Questi argomenti aprono stimolanti quesiti sul cibo, sulla nutrizione, sull'antropologia, sulla storia, sull'ecologia e su tutta un'altra vasta gamma di argomenti che questo libro si propone di introdurre, se non di colmare, sviluppando l'idea che la "conservazione" del cibo è stato il più potente fattore di civiltà e che, fra gli alimenti "conservati" di origine vegetale e animale, i salumi, con tutto il peso delle loro calorie indispensabili all'alimentazione umana, sono quelli che più degli altri hanno assolto con efficacia alla loro insospettata funzione di sorprendenti agenti di progresso e benessere.

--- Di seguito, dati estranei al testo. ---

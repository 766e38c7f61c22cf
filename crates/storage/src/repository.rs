use async_trait::async_trait;
use std::collections::HashMap;
use std::sync::{Arc, Mutex};
use thiserror::Error;

/// Errors surfaced by storage adapters.
#[derive(Debug, Error)]
#[non_exhaustive]
pub enum StorageError {
    #[error("connection error: {0}")]
    Connection(String),

    #[error("serialization error: {0}")]
    Serialization(String),
}

/// String key-value storage for the handful of values that outlive a session.
#[async_trait]
pub trait KeyValueStore: Send + Sync {
    /// Fetch the raw value stored under `key`.
    ///
    /// # Errors
    ///
    /// Returns `StorageError` if the backend cannot be read.
    async fn get(&self, key: &str) -> Result<Option<String>, StorageError>;

    /// Insert or overwrite the value under `key`.
    ///
    /// # Errors
    ///
    /// Returns `StorageError` if the value cannot be stored.
    async fn set(&self, key: &str, value: &str) -> Result<(), StorageError>;

    /// Delete `key`. Missing keys are not an error.
    ///
    /// # Errors
    ///
    /// Returns `StorageError` if the backend cannot be written.
    async fn remove(&self, key: &str) -> Result<(), StorageError>;
}

/// In-memory store for tests and throwaway sessions.
#[derive(Clone, Default)]
pub struct InMemoryStore {
    values: Arc<Mutex<HashMap<String, String>>>,
}

impl InMemoryStore {
    #[must_use]
    pub fn new() -> Self {
        Self::default()
    }

    /// Seeds a store with existing entries.
    #[must_use]
    pub fn with_entries<'a>(entries: impl IntoIterator<Item = (&'a str, &'a str)>) -> Self {
        let values = entries
            .into_iter()
            .map(|(key, value)| (key.to_owned(), value.to_owned()))
            .collect();
        Self {
            values: Arc::new(Mutex::new(values)),
        }
    }
}

#[async_trait]
impl KeyValueStore for InMemoryStore {
    async fn get(&self, key: &str) -> Result<Option<String>, StorageError> {
        let guard = self
            .values
            .lock()
            .map_err(|e| StorageError::Connection(e.to_string()))?;
        Ok(guard.get(key).cloned())
    }

    async fn set(&self, key: &str, value: &str) -> Result<(), StorageError> {
        let mut guard = self
            .values
            .lock()
            .map_err(|e| StorageError::Connection(e.to_string()))?;
        guard.insert(key.to_owned(), value.to_owned());
        Ok(())
    }

    async fn remove(&self, key: &str) -> Result<(), StorageError> {
        let mut guard = self
            .values
            .lock()
            .map_err(|e| StorageError::Connection(e.to_string()))?;
        guard.remove(key);
        Ok(())
    }
}

/// Storage handles behind trait objects so backends can be swapped.
#[derive(Clone)]
pub struct Storage {
    pub values: Arc<dyn KeyValueStore>,
}

impl Storage {
    #[must_use]
    pub fn in_memory() -> Self {
        Self {
            values: Arc::new(InMemoryStore::new()),
        }
    }
}

#[cfg(test)]
mod tests {
    use super::*;

    #[tokio::test]
    async fn set_get_remove_round_trip() {
        let store = InMemoryStore::new();
        assert_eq!(store.get("userXP").await.unwrap(), None);

        store.set("userXP", "15").await.unwrap();
        store.set("userXP", "20").await.unwrap();
        assert_eq!(store.get("userXP").await.unwrap().as_deref(), Some("20"));

        store.remove("userXP").await.unwrap();
        store.remove("userXP").await.unwrap();
        assert_eq!(store.get("userXP").await.unwrap(), None);
    }

    #[tokio::test]
    async fn clones_share_state() {
        let store = InMemoryStore::with_entries([("userLevel", "3")]);
        let other = store.clone();
        other.set("userLevel", "4").await.unwrap();
        assert_eq!(store.get("userLevel").await.unwrap().as_deref(), Some("4"));
    }

    #[tokio::test]
    async fn storage_in_memory_is_usable_through_trait_object() {
        let storage = Storage::in_memory();
        storage.values.set("achievements", "[]").await.unwrap();
        assert_eq!(
            storage.values.get("achievements").await.unwrap().as_deref(),
            Some("[]")
        );
    }
}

Benché esistano relativamente poche informazioni precise sul mondo prima del 100.000 a.C., gli archeologi hanno riportato alla luce, nei loro scavi, utensili e residui di cibi che permettono di delineare, sia pure a grandi linee, un quadro essenziale della dieta dell'uomo preistorico. Essenziale, perché ciò che l'uomo mangiò durante i lunghi millenni del periodo paleolitico ebbe un'influenza fondamentale sulla rivoluzione neolitica e sul corso di gran parte dello sviluppo successivo: il cibo contribuì a fare dell'uomo ciò che egli è. La trasmutazione della scimmia in uomo ebbe inizio circa quattro milioni di anni fa e fra gli studiosi c'è accordo sul fatto che il mutamento fu avviato da una scarsità di uova, di nidiaci e di frutta, che spinse la scimmia a scendere dal suo habitat familiare sugli alberi per andare a cercare cibo nelle praterie. Là trovò piccoli animali di cui si cibò con un entusiasmo tale da condannare quasi all'estinzione, nel corso dei millenni, un certo numero di specie più piccole.
Nei successivi tre milioni di anni l'uomo-scimmia imparò a uccidere animali di dimensioni maggiori, scagliando contro di loro grossi sassi, con una tecnica di caccia che gli richiese di muoversi su tre zampe e, infine, su due anziché quattro. La sua intelligenza si acuì ed egli entrò in concorrenza con il leone, con la iena e con la tigre dalle zanne a sciabola, che condividevano con lui gli stessi terreni di caccia. I suoi denti, che non gli servivano più per la lotta, mutarono forma e modificarono l'apparato orale: così cominciò a svilupparsi il linguaggio umano, mentre le sue zampe anteriori si trasformarono in mani, che si rivelarono capaci di produrre utensili.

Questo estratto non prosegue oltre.